In another study conducted in Australia, it was noted that there were significant differences in the audit expectation gap when it came to new and old reports. The major difference could be attributed to the wording in the new reports. The study, similarly to the study conducted to changing student's perception concentrated on the responsibility, prospects and reliability factor.
It was determined that the modified wording in the new reports changed the third party's belief on the nature of audits and the relationship between the auditors and the management. The changes in perception were however mostly in the naive users of the financial statements than on the sophisticated users due to the difference in audit knowledge. The study emphasized on the impact education had on changing user perceptions. It also highlighted the impact the audit wording had on the users. The wording should be more specific in order to reduce the expectations gap (Monroe & Woodliff, 1994).
In overall, the ability of the auditors to detect and prevent fraud is dependent on the independence of the auditors. Studies conducted have shown that the public is not pleased with the levels of independence in the audit of the financial statements. The public expects the auditor to work without bias or partiality. The auditor is supposed to be free from client pressure. He should not put himself in positions that affect his ability to report on fraud and other irregularities in a company.
The expectation in the third parties that the auditor is responsible for the prevention of fraud and errors is a controversial subject. It is a misconception that has caused endless debates between the auditors, politicians, shareholders, regulators, the media and the public.
It is only reasonable that the public would demand so much of the auditors. In the bankruptcy of World.com, 40% of the stock consisted of employee retirement plans. These scandals caused the public to not only lose confidence in the capital markets but to also lose credibility in the accounting profession (Gay, Schelluch & Reid, 1997). This was a profession that was esteemed highly however now it was being regarded with distrust and skepticism. The auditing and accounting profession has to come together and deal with the public expectation in order to maintain their professional credibility.

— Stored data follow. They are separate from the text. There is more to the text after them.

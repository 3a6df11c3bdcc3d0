use std::collections::HashSet;

use crate::{
    ArgumentAnalysis, ArgumentationChecklist, CohesionChecklist, DetailLevel, ErrorCounts,
    EvaluationChecklist, InterventionAnalysis, InterventionChecklist, LanguageNormChecklist,
    ScoreCategories, SocioculturalReferences, Statistics, ThemeChecklist,
};

const MAX_SPELLING_ERRORS: usize = 2;
const MAX_AGREEMENT_ERRORS: usize = 1;
const MAX_PUNCTUATION_ERRORS: usize = 2;
const MAX_SYNTAX_ERRORS: usize = 1;
const MIN_PARAGRAPHS: usize = 3;
const MIN_CONNECTIVES: usize = 5;
const MIN_DISTINCT_CONNECTIVES: usize = 3;
const MIN_COHESION_SCORE: u32 = 120;

pub fn build_checklist(
    categories: &ScoreCategories,
    statistics: &Statistics,
    error_counts: &ErrorCounts,
    repertoire: &SocioculturalReferences,
    argument: &ArgumentAnalysis,
    intervention: &InterventionAnalysis,
) -> EvaluationChecklist {
    let enough_connectives = statistics.connectives_count >= MIN_CONNECTIVES;
    let distinct_connectives = argument
        .connectives_used
        .iter()
        .map(|c| c.to_lowercase())
        .collect::<HashSet<_>>()
        .len();

    EvaluationChecklist {
        competencia1: LanguageNormChecklist {
            correct_spelling: error_counts.spelling <= MAX_SPELLING_ERRORS,
            proper_agreement: error_counts.agreement <= MAX_AGREEMENT_ERRORS,
            good_punctuation: error_counts.punctuation <= MAX_PUNCTUATION_ERRORS,
            formal_language: error_counts.formality == 0,
            syntax_coherence: error_counts.syntax <= MAX_SYNTAX_ERRORS,
        },
        competencia2: ThemeChecklist {
            follows_topic: true,
            uses_knowledge: repertoire.present,
            has_essay_structure: statistics.paragraphs_count >= MIN_PARAGRAPHS,
        },
        competencia3: ArgumentationChecklist {
            has_thesis: argument.has_thesis,
            has_arguments: argument.argument_count >= 1,
            uses_connectives: enough_connectives,
            topic_progression: argument.paragraph_progression,
            counter_argument: argument.counter_argument_present,
        },
        competencia4: CohesionChecklist {
            uses_connectives: enough_connectives,
            varied_vocabulary: distinct_connectives >= MIN_DISTINCT_CONNECTIVES,
            paragraph_cohesion: categories.competencia4 >= MIN_COHESION_SCORE,
        },
        competencia5: InterventionChecklist {
            has_solution: intervention.has_agent && intervention.has_action,
            detailed_solution: intervention.detail_level == DetailLevel::High,
            feasible_solution: intervention.has_means,
            respects_human_rights: intervention.respects_human_rights,
        },
    }
}

#[cfg(test)]
mod tests {
    use super::*;
    use crate::RepertoireQuality;

    fn no_repertoire() -> SocioculturalReferences {
        SocioculturalReferences {
            present: false,
            examples: vec!["não identificado".to_string()],
            quality: RepertoireQuality::Poor,
            kind: "não identificado".to_string(),
        }
    }

    #[test]
    fn bare_records_fail_most_items() {
        let checklist = build_checklist(
            &ScoreCategories::default(),
            &Statistics::default(),
            &ErrorCounts::default(),
            &no_repertoire(),
            &ArgumentAnalysis::default(),
            &InterventionAnalysis::default(),
        );
        assert!(checklist.competencia1.correct_spelling);
        assert!(checklist.competencia2.follows_topic);
        assert!(!checklist.competencia2.uses_knowledge);
        assert!(!checklist.competencia3.has_arguments);
        assert!(!checklist.competencia4.paragraph_cohesion);
        assert!(!checklist.competencia5.has_solution);
    }

    #[test]
    fn informal_register_fails_formal_language() {
        let counts = ErrorCounts {
            formality: 1,
            spelling: 3,
            ..ErrorCounts::default()
        };
        let checklist = build_checklist(
            &ScoreCategories::default(),
            &Statistics::default(),
            &counts,
            &no_repertoire(),
            &ArgumentAnalysis::default(),
            &InterventionAnalysis::default(),
        );
        assert!(!checklist.competencia1.formal_language);
        assert!(!checklist.competencia1.correct_spelling);
        assert!(checklist.competencia1.proper_agreement);
    }

    #[test]
    fn complete_proposal_is_detailed() {
        let intervention = InterventionAnalysis {
            has_intervention: true,
            has_agent: true,
            has_action: true,
            has_means: true,
            has_effect: true,
            respects_human_rights: false,
            detail_level: DetailLevel::High,
            final_paragraph_length: 250,
        };
        let checklist = build_checklist(
            &ScoreCategories::default(),
            &Statistics::default(),
            &ErrorCounts::default(),
            &no_repertoire(),
            &ArgumentAnalysis::default(),
            &intervention,
        );
        assert!(checklist.competencia5.has_solution);
        assert!(checklist.competencia5.detailed_solution);
        assert!(checklist.competencia5.feasible_solution);
        assert!(!checklist.competencia5.respects_human_rights);
    }
}
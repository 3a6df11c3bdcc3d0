use once_cell::sync::Lazy;
use regex::Regex;

use crate::text::{char_len, paragraphs};
use crate::{DetailLevel, InterventionAnalysis, HP};

static AGENT_RE: Lazy<Regex> = Lazy::new(|| {
    Regex::new(concat!(
        r"(?i)\b(governo|governos|estado|ministério|ministério da educação|prefeitura|prefeituras",
        r"|congresso|sociedade|sociedade civil|cidadãos|população|autoridades|instituições",
        r"|empresas|escola|escolas|universidades|comunidade|mídia|família|famílias|ongs)\b",
    ))
    .unwrap()
});

static ACTION_RE: Lazy<Regex> = Lazy::new(|| {
    Regex::new(concat!(
        r"(?i)\b(implementar|criar|desenvolver|estabelecer|promover|incentivar|fomentar",
        r"|garantir|assegurar|proporcionar|investir|fiscalizar|ampliar|intensificar|realizar",
        r"|implemente|crie|desenvolva|promova|invista|garanta|amplie)\b",
    ))
    .unwrap()
});

static MEANS_RE: Lazy<Regex> = Lazy::new(|| {
    Regex::new(concat!(
        r"(?i)\b(por meio de|por meio da|por meio do|através de|através da|através do",
        r"|a partir de|mediante|utilizando|com base em|com apoio de|com o apoio de",
        r"|em parceria com|por intermédio de)\b",
    ))
    .unwrap()
});

static EFFECT_RE: Lazy<Regex> = Lazy::new(|| {
    Regex::new(concat!(
        r"(?i)\b(a fim de|para que|com o intuito de|com o objetivo de|visando|objetivando",
        r"|de modo a|com vistas a|no sentido de|dessa forma|desse modo|dessa maneira|com isso",
        r"|por conseguinte)\b",
    ))
    .unwrap()
});

static HUMAN_RIGHTS_RE: Lazy<Regex> = Lazy::new(|| {
    Regex::new(concat!(
        r"(?i)\b(direitos humanos|direitos fundamentais|dignidade|cidadania|igualdade",
        r"|equidade|respeito|inclusão)\b",
    ))
    .unwrap()
});

static PROPOSAL_RE: Lazy<Regex> = Lazy::new(|| {
    Regex::new(concat!(
        r"(?i)\b(é necessário|é preciso|deve-se|devem|deve|faz-se necessário|propõe-se",
        r"|sugere-se|urge que|cabe ao|cabe à|cabe aos|cabe às|compete ao|compete à)\b",
    ))
    .unwrap()
});

fn detail_level(elements: usize) -> DetailLevel {
    if elements >= HP.detail_high_min {
        DetailLevel::High
    } else if elements >= HP.detail_medium_min {
        DetailLevel::Medium
    } else {
        DetailLevel::Low
    }
}

pub fn analyze_intervention(text: &str) -> InterventionAnalysis {
    let paras = paragraphs(text);
    let Some(last) = paras.last() else {
        return InterventionAnalysis::default();
    };

    let mut analysis = InterventionAnalysis {
        has_intervention: PROPOSAL_RE.is_match(last),
        has_agent: AGENT_RE.is_match(last),
        has_action: ACTION_RE.is_match(last),
        has_means: MEANS_RE.is_match(last),
        has_effect: EFFECT_RE.is_match(last),
        respects_human_rights: HUMAN_RIGHTS_RE.is_match(last),
        detail_level: DetailLevel::Low,
        final_paragraph_length: char_len(last),
    };
    analysis.detail_level = detail_level(analysis.element_count());
    analysis
}

#[cfg(test)]
mod tests {
    use super::*;

    #[test]
    fn empty_text_has_no_elements() {
        let analysis = analyze_intervention("   \n\n  ");
        assert_eq!(analysis, InterventionAnalysis::default());
    }

    #[test]
    fn only_the_final_paragraph_counts() {
        let text = "O governo deve investir por meio de parcerias.\n\nNada mais a declarar aqui.";
        let analysis = analyze_intervention(text);
        assert!(!analysis.has_agent);
        assert!(!analysis.has_means);
        assert_eq!(analysis.detail_level, DetailLevel::Low);
    }
}
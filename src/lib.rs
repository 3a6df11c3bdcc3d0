//! Heuristic ENEM-rubric analyzer for Portuguese essays.

use std::fmt;

use serde::{Deserialize, Serialize, Serializer};

mod argument;
mod checklist;
mod connectives;
mod corrections;
mod error;
mod feedback;
mod gate;
mod intervention;
mod repertoire;
mod scoring;
mod text;

pub use argument::analyze_argumentation;
pub use checklist::build_checklist;
pub use connectives::count_connectives;
pub use corrections::find_corrections;
pub use error::{read_input_file, read_stdin, Error, Result};
pub use feedback::format_feedback;
pub use gate::check_disqualification;
pub use intervention::analyze_intervention;
pub use repertoire::detect_repertoire;
pub use scoring::{quantize_to_enem_scale, score_competencies, ScoringInput};
pub use text::{compute_statistics, paragraphs};

// ---------------------------------------------------------------------------
// Data structures
// ---------------------------------------------------------------------------

#[derive(Debug, Clone, PartialEq, Eq, Serialize, Deserialize)]
pub struct AnalysisInput {
    pub text: String,
    #[serde(default)]
    pub theme: String,
    #[serde(default, skip_serializing_if = "Option::is_none")]
    pub title: Option<String>,
}

impl AnalysisInput {
    pub fn new(text: impl Into<String>, theme: impl Into<String>) -> Self {
        Self {
            text: text.into(),
            theme: theme.into(),
            title: None,
        }
    }

    pub fn with_title(mut self, title: impl Into<String>) -> Self {
        self.title = Some(title.into());
        self
    }

    pub fn validate(&self) -> Result<()> {
        if self.text.trim().is_empty() {
            return Err(Error::EmptyText);
        }
        if self.theme.trim().is_empty() {
            return Err(Error::EmptyTheme);
        }
        Ok(())
    }
}
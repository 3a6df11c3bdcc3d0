use once_cell::sync::Lazy;
use regex::Regex;

use crate::connectives::{common_connectives_in, word_pattern, ADVERSATIVE_RE};
use crate::text::paragraphs;
use crate::{ArgumentAnalysis, HP};

static THESIS_MARKERS: Lazy<Vec<Regex>> = Lazy::new(|| {
    [
        "importante",
        "fundamental",
        "essencial",
        "necessário",
        "primordial",
        "indubitável",
        "inegável",
    ]
    .iter()
    .map(|w| word_pattern(w))
    .collect()
});

static CONCLUSION_MARKERS: Lazy<Vec<Regex>> = Lazy::new(|| {
    [
        "portanto",
        "assim",
        "dessa forma",
        "por fim",
        "em suma",
        "diante do exposto",
        "conclui-se",
    ]
    .iter()
    .map(|w| word_pattern(w))
    .collect()
});

pub(crate) fn has_conclusion_marker(paragraph: &str) -> bool {
    CONCLUSION_MARKERS.iter().any(|re| re.is_match(paragraph))
}

fn coherence(distinct_common: usize, density: f64) -> u32 {
    let mut score = HP.coherence_base;

    if distinct_common > HP.coherence_variety_high {
        score += HP.coherence_variety_high_bonus;
    } else if distinct_common > HP.coherence_variety_low {
        score += HP.coherence_variety_low_bonus;
    }

    if density >= HP.coherence_density_high {
        score += HP.coherence_density_high_bonus;
    } else if density >= HP.coherence_density_low {
        score += HP.coherence_density_low_bonus;
    }

    score
}

pub fn analyze_argumentation(text: &str, connectives_count: usize) -> ArgumentAnalysis {
    let paras = paragraphs(text);
    let (first, last) = match (paras.first(), paras.last()) {
        (Some(first), Some(last)) => (*first, *last),
        _ => return ArgumentAnalysis::default(),
    };

    let has_thesis = THESIS_MARKERS.iter().any(|re| re.is_match(first));
    let has_conclusion = has_conclusion_marker(last);
    let argument_count = paras.len().saturating_sub(2);
    let counter_argument_present = ADVERSATIVE_RE.is_match(text);

    let common = common_connectives_in(text);
    let density = connectives_count as f64 / paras.len() as f64;
    let topic_coherence = coherence(common.len(), density);

    let paragraph_progression =
        paras.len() >= HP.progression_min_paragraphs && has_thesis && has_conclusion;

    tracing::debug!(
        has_thesis,
        has_conclusion,
        argument_count,
        topic_coherence,
        "argumentation analyzed"
    );

    ArgumentAnalysis {
        has_thesis,
        has_conclusion,
        argument_count,
        counter_argument_present,
        connectives_used: common
            .into_iter()
            .take(HP.connectives_used_cap)
            .map(str::to_string)
            .collect(),
        topic_coherence,
        paragraph_progression,
    }
}

#[cfg(test)]
mod tests {
    use super::*;

    #[test]
    fn coherence_tops_out_at_ninety() {
        assert_eq!(coherence(0, 0.0), 50);
        assert_eq!(coherence(4, 1.0), 70);
        assert_eq!(coherence(6, 2.5), 90);
    }
}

When Enron collapsed, 4500 jobs were lost and investors lost $70 billion of their money. An external auditing company, Arthur Anderson, was charged with the obstruction of justice in notifying the public what was happening in the company. Their independence had been compromised. Accountants who were supposed to be adhering to very high ethical standards were found to have participated in criminal behaviour. Auditors held in high esteem were noted to be complacent and ineffective. There has to be a fundamental change in the way audits are carried out in order to gain back the public’s trust and respect. At the same time, auditors should not under any circumstances take up the role of the management.